Will court reverse itself?
Mark Agrast, senior vice president for domestic policy at the Center for American Progress and a longtime congressional staffer who worked on military issues, said that while Log Cabin has “the heavier burden” of the two lawsuits, it is not unusual for a court to reverse its previous rulings especially after a new Supreme Court ruling like Lawrence vs. Texas.

“For a court to say we are now going to follow precedent … I don’t think it would involve much back-tracking humiliation for the Ninth Circuit to reconsider in light of the Supreme Court ruling,” Agrast said.

Patrick Guerriero, executive director of the Log Cabin Republicans, defended the suit, arguing that any court case brought by a group is going to be scrutinized by experts.

“We will offer legal support, amicus briefs for SLDN,” Guerriero said. “We are committed to seeing the end of ‘Don’t Ask, Don’t Tell’ through our case or SLDN’s. The notion that people have time to spend critiquing other cases … that time would be best spent working on their cases. Our offices have been very disciplined not to engage in that.”

The SLDN lawsuit — Cook vs.
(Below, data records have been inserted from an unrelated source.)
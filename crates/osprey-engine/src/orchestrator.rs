use crate::config::EngineConfig;
use crate::{Result, metrics, recommend};
use osprey_core::Target;
use osprey_core::analyzer::{Classifier, Registry};
use osprey_core::audit::{Audit, AuditStatus, AuditStore};
use osprey_core::benchmarks::{BenchmarkTable, Industry};
use osprey_core::cache::ResultCache;
use osprey_core::outcome::{AnalyzerKey, AnalyzerOutcome, AuditResults};
use osprey_core::progress::{ProgressSink, ProgressTracker};
use serde_json::Value;
use std::collections::BTreeMap;
use std::sync::Arc;
use std::time::Instant;
use tokio::task::JoinSet;
use tokio::time::timeout;

/// Analyzer work fills progress up to here; synthesis takes the rest.
const UNIT_SPAN: u8 = 90;

type UnitTask = (AnalyzerKey, AnalyzerOutcome);

/// Drives one audit run: two fan-out phases under a single wall-clock
/// budget, per-unit failure isolation, read-through caching, ordered
/// progress, and the final scoring pipeline.
///
/// A deadline breach yields a successful `Partial` audit; callers inspect
/// `Audit::status`, they do not catch timeouts. Only a synthesis failure
/// returns an error (and leaves the audit marked `Failed`).
pub struct Orchestrator {
    registry: Arc<Registry>,
    classifier: Arc<dyn Classifier>,
    store: Arc<dyn AuditStore>,
    cache: Arc<ResultCache>,
    benchmarks: Arc<BenchmarkTable>,
    config: EngineConfig,
}

struct RunState<'a> {
    outcomes: BTreeMap<AnalyzerKey, AnalyzerOutcome>,
    completed: usize,
    total: usize,
    tracker: ProgressTracker<'a>,
}

impl Orchestrator {
    pub fn new(
        registry: Arc<Registry>,
        classifier: Arc<dyn Classifier>,
        store: Arc<dyn AuditStore>,
        cache: Arc<ResultCache>,
        benchmarks: Arc<BenchmarkTable>,
        config: EngineConfig,
    ) -> Self {
        Self {
            registry,
            classifier,
            store,
            cache,
            benchmarks,
            config,
        }
    }

    pub async fn run(&self, raw_target: &str, sink: &dyn ProgressSink) -> Result<Audit> {
        let target = Target::parse(raw_target)?;
        let mut audit = self.store.create(&target);
        tracing::info!("Audit {} started for {}", audit.id, target);

        let deadline_at = Instant::now() + self.config.budget;
        let mut state = RunState {
            outcomes: BTreeMap::new(),
            completed: 0,
            total: self.registry.len(),
            tracker: ProgressTracker::new(sink),
        };
        state
            .tracker
            .emit("analyzing", format!("Auditing {target}"), 0);

        // Classification is soft: an unreachable or ambiguous site is
        // benchmarked as unknown, never failed.
        let industry = match self.classifier.classify(&target).await {
            Ok(industry) => industry,
            Err(e) => {
                tracing::warn!("Classifier failed for {}: {}", target, e);
                Industry::Unknown
            }
        };
        audit.industry = industry;

        // Phase 1: every independent unit, launched together.
        let mut set: JoinSet<UnitTask> = JoinSet::new();
        for unit in &self.registry.independent {
            let key = unit.key();
            if let Some(hit) = self.cache.get(&(key, target.clone())) {
                tracing::debug!("{} served from cache for {}", key, target);
                self.record(&mut state, key, hit, false, &target);
                continue;
            }
            let unit = Arc::clone(unit);
            let unit_target = target.clone();
            set.spawn(async move {
                let outcome = match unit.analyze(&unit_target).await {
                    Ok(data) => AnalyzerOutcome::Ok(data),
                    Err(e) => {
                        tracing::warn!("{} failed for {}: {}", key, unit_target, e);
                        AnalyzerOutcome::Err(e.to_string())
                    }
                };
                (key, outcome)
            });
        }
        let mut timed_out = self.drain(&mut set, deadline_at, &target, &mut state).await;

        // Phase 2: units that need the discovered competitors. Skipped
        // entirely once the budget is gone; their keys resolve to timeout.
        if !timed_out && !self.registry.dependent.is_empty() {
            let peers = self.peer_targets(&state.outcomes);
            if peers.is_empty() {
                tracing::debug!("No competitors discovered; skipping dependent units");
                for unit in &self.registry.dependent {
                    self.record(
                        &mut state,
                        unit.key(),
                        AnalyzerOutcome::Err(AuditResults::NOT_RUN.to_string()),
                        false,
                        &target,
                    );
                }
            } else {
                tracing::info!("Phase 2 with {} competitor(s)", peers.len());
                let mut set: JoinSet<UnitTask> = JoinSet::new();
                for unit in &self.registry.dependent {
                    let key = unit.key();
                    if let Some(hit) = self.cache.get(&(key, target.clone())) {
                        tracing::debug!("{} served from cache for {}", key, target);
                        self.record(&mut state, key, hit, false, &target);
                        continue;
                    }
                    let unit = Arc::clone(unit);
                    let unit_target = target.clone();
                    let peers = peers.clone();
                    set.spawn(async move {
                        let outcome = match unit.analyze(&unit_target, &peers).await {
                            Ok(data) => AnalyzerOutcome::Ok(data),
                            Err(e) => {
                                tracing::warn!("{} failed for {}: {}", key, unit_target, e);
                                AnalyzerOutcome::Err(e.to_string())
                            }
                        };
                        (key, outcome)
                    });
                }
                timed_out = self.drain(&mut set, deadline_at, &target, &mut state).await;
            }
        }

        audit.results =
            AuditResults::complete(std::mem::take(&mut state.outcomes), self.registry.keys());
        state
            .tracker
            .emit("synthesizing", "Scoring against benchmarks", 92);

        // Synthesis is fatal on failure: nothing derived from malformed
        // results is kept, and the caller must retry the whole run.
        let synthesized = metrics::calculate(&audit.results, industry, &self.benchmarks)
            .and_then(|report| {
                recommend::recommend(&audit.results).map(|recs| (report, recs))
            });
        let (report, recommendations) = match synthesized {
            Ok(output) => output,
            Err(e) => {
                tracing::error!("Synthesis failed for audit {}: {}", audit.id, e);
                audit.transition(AuditStatus::Failed)?;
                self.store.save(&audit)?;
                return Err(e);
            }
        };
        audit.issues = report.issues;
        audit.quick_wins = report.quick_wins;
        audit.scores = report.scores;
        audit.recommendations = recommendations;

        if timed_out {
            audit.transition(AuditStatus::Partial)?;
            self.store.save(&audit)?;
            tracing::warn!(
                "Audit {} partial: {}/{} units finished in time",
                audit.id,
                state.completed,
                state.total
            );
        } else {
            audit.transition(AuditStatus::Completed)?;
            self.store.save(&audit)?;
            state
                .tracker
                .emit("completed", format!("Audit of {target} complete"), 100);
            tracing::info!("Audit {} completed", audit.id);
        }
        Ok(audit)
    }

    /// Fan-in: collect outcomes until the set is empty or the deadline
    /// fires. On expiry every outstanding task is aborted; nothing keeps
    /// running behind the caller's back.
    async fn drain(
        &self,
        set: &mut JoinSet<UnitTask>,
        deadline_at: Instant,
        target: &Target,
        state: &mut RunState<'_>,
    ) -> bool {
        while !set.is_empty() {
            let remaining = deadline_at.saturating_duration_since(Instant::now());
            if remaining.is_zero() {
                self.abort_outstanding(set).await;
                return true;
            }
            match timeout(remaining, set.join_next()).await {
                Ok(Some(Ok((key, outcome)))) => {
                    self.record(state, key, outcome, true, target);
                }
                Ok(Some(Err(join_error))) => {
                    // A panicked unit is isolated to its own key, which is
                    // filled as a timeout when results are completed.
                    tracing::error!("Analyzer task aborted: {}", join_error);
                }
                Ok(None) => break,
                Err(_) => {
                    tracing::warn!(
                        "Deadline exceeded with {} unit(s) outstanding",
                        set.len()
                    );
                    self.abort_outstanding(set).await;
                    return true;
                }
            }
        }
        false
    }

    async fn abort_outstanding(&self, set: &mut JoinSet<UnitTask>) {
        set.abort_all();
        while set.join_next().await.is_some() {}
    }

    fn record(
        &self,
        state: &mut RunState<'_>,
        key: AnalyzerKey,
        outcome: AnalyzerOutcome,
        cacheable: bool,
        target: &Target,
    ) {
        // Only fresh successes are cached; failures retry on the next run.
        if cacheable && outcome.is_ok() {
            self.cache.insert(
                (key, target.clone()),
                outcome.clone(),
                self.config.cache_ttl,
            );
        }
        state.outcomes.insert(key, outcome);
        state.completed += 1;
        let percent = ProgressTracker::unit_percent(state.completed, state.total, UNIT_SPAN);
        state.tracker.emit(
            "analyzing",
            format!("{} finished ({}/{})", key, state.completed, state.total),
            percent,
        );
    }

    /// Competitor domains discovered in phase 1, parsed and capped.
    fn peer_targets(&self, outcomes: &BTreeMap<AnalyzerKey, AnalyzerOutcome>) -> Vec<Target> {
        let Some(AnalyzerOutcome::Ok(data)) = outcomes.get(&AnalyzerKey::Competitors) else {
            return Vec::new();
        };
        let Some(Value::Array(domains)) = data.get("domains") else {
            return Vec::new();
        };
        domains
            .iter()
            .filter_map(|v| v.as_str())
            .filter_map(|s| Target::parse(s).ok())
            .take(self.config.max_competitors)
            .collect()
    }
}
use crate::fetch::PageFetcher;
use async_trait::async_trait;
use lazy_static::lazy_static;
use osprey_core::Target;
use osprey_core::analyzer::{Analyzer, UnitError, UnitResult};
use osprey_core::outcome::{AnalyzerData, AnalyzerKey};
use regex::Regex;
use serde_json::json;
use std::sync::Arc;

use super::{IMG_RE, extract_title, weighted_score, word_count};

lazy_static! {
    static ref OG_TAG_RE: Regex =
        Regex::new(r#"(?i)<meta[^>]+property=["']og:[a-z:]+["'][^>]*>"#).unwrap();
    static ref TWITTER_CARD_RE: Regex =
        Regex::new(r#"(?i)<meta[^>]+name=["']twitter:card["'][^>]*>"#).unwrap();
    static ref SOCIAL_LINK_RE: Regex = Regex::new(
        r#"(?i)href=["']https?://(?:www\.)?(facebook|instagram|linkedin|x|twitter|youtube|tiktok)\.com/[^"']*["']"#
    )
    .unwrap();
    static ref MAILTO_RE: Regex = Regex::new(r#"(?i)href=["']mailto:[^"']+["']"#).unwrap();
    static ref NEWSLETTER_RE: Regex =
        Regex::new(r#"(?i)(newsletter|subscribe)[^<]{0,80}|<input[^>]+type=["']email["']"#)
            .unwrap();
    static ref EMAIL_INPUT_RE: Regex =
        Regex::new(r#"(?i)<input[^>]+type=["']email["'][^>]*>"#).unwrap();
}

/// Editorial depth of the homepage.
pub struct ContentUnit {
    fetcher: Arc<PageFetcher>,
}

impl ContentUnit {
    pub fn new(fetcher: Arc<PageFetcher>) -> Self {
        Self { fetcher }
    }
}

#[async_trait]
impl Analyzer for ContentUnit {
    fn key(&self) -> AnalyzerKey {
        AnalyzerKey::Content
    }

    async fn analyze(&self, target: &Target) -> UnitResult {
        let page = self
            .fetcher
            .fetch(target)
            .await
            .map_err(UnitError::connection)?;

        let words = word_count(&page.body);
        let images = IMG_RE.find_iter(&page.body).count();
        let has_title = extract_title(&page.body).is_some();

        let score = weighted_score(&[
            (words >= 300, 3.0),
            (words >= 800, 1.5),
            (images > 0, 1.5),
            (has_title, 2.0),
        ]);

        let mut data = AnalyzerData::new();
        data.insert("word_count".to_string(), json!(words));
        data.insert("image_count".to_string(), json!(images));
        data.insert("score".to_string(), json!(score));
        Ok(data)
    }
}

/// Social reach hooks: Open Graph, Twitter cards, profile links.
pub struct SocialUnit {
    fetcher: Arc<PageFetcher>,
}

impl SocialUnit {
    pub fn new(fetcher: Arc<PageFetcher>) -> Self {
        Self { fetcher }
    }
}

#[async_trait]
impl Analyzer for SocialUnit {
    fn key(&self) -> AnalyzerKey {
        AnalyzerKey::Social
    }

    async fn analyze(&self, target: &Target) -> UnitResult {
        let page = self
            .fetcher
            .fetch(target)
            .await
            .map_err(UnitError::connection)?;

        let og_tags = OG_TAG_RE.find_iter(&page.body).count();
        let twitter_card = TWITTER_CARD_RE.is_match(&page.body);
        let mut profiles: Vec<String> = SOCIAL_LINK_RE
            .captures_iter(&page.body)
            .map(|cap| cap[1].to_lowercase())
            .collect();
        profiles.sort();
        profiles.dedup();

        let mut data = AnalyzerData::new();
        data.insert("og_tags".to_string(), json!(og_tags));
        data.insert("twitter_card".to_string(), json!(twitter_card));
        data.insert("profiles".to_string(), json!(profiles));
        Ok(data)
    }
}

/// Email capture surface.
pub struct EmailUnit {
    fetcher: Arc<PageFetcher>,
}

impl EmailUnit {
    pub fn new(fetcher: Arc<PageFetcher>) -> Self {
        Self { fetcher }
    }
}

#[async_trait]
impl Analyzer for EmailUnit {
    fn key(&self) -> AnalyzerKey {
        AnalyzerKey::Email
    }

    async fn analyze(&self, target: &Target) -> UnitResult {
        let page = self
            .fetcher
            .fetch(target)
            .await
            .map_err(UnitError::connection)?;

        let mailto = MAILTO_RE.is_match(&page.body);
        let email_input = EMAIL_INPUT_RE.is_match(&page.body);
        let newsletter = email_input || NEWSLETTER_RE.is_match(&page.body);

        let mut data = AnalyzerData::new();
        data.insert("mailto".to_string(), json!(mailto));
        data.insert("newsletter_form".to_string(), json!(newsletter));
        data.insert("email_input".to_string(), json!(email_input));
        Ok(data)
    }
}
Rumsfeld — challenges the prohibition on openly gay service members on privacy, due process, equal protection and free speech grounds.

Experts agree that the lawsuits are correct in challenging the military’s ban on privacy and equal protection grounds yet they say the First Amendment arguments are the weakest of the three.

“Courts are always going to be more likely to consider that the military environment can sometimes necessitate and put limitations on the way people speak,” Mazur said. “I think it is more difficult constitutionally of the military to restrict people for being who they are not what they say.”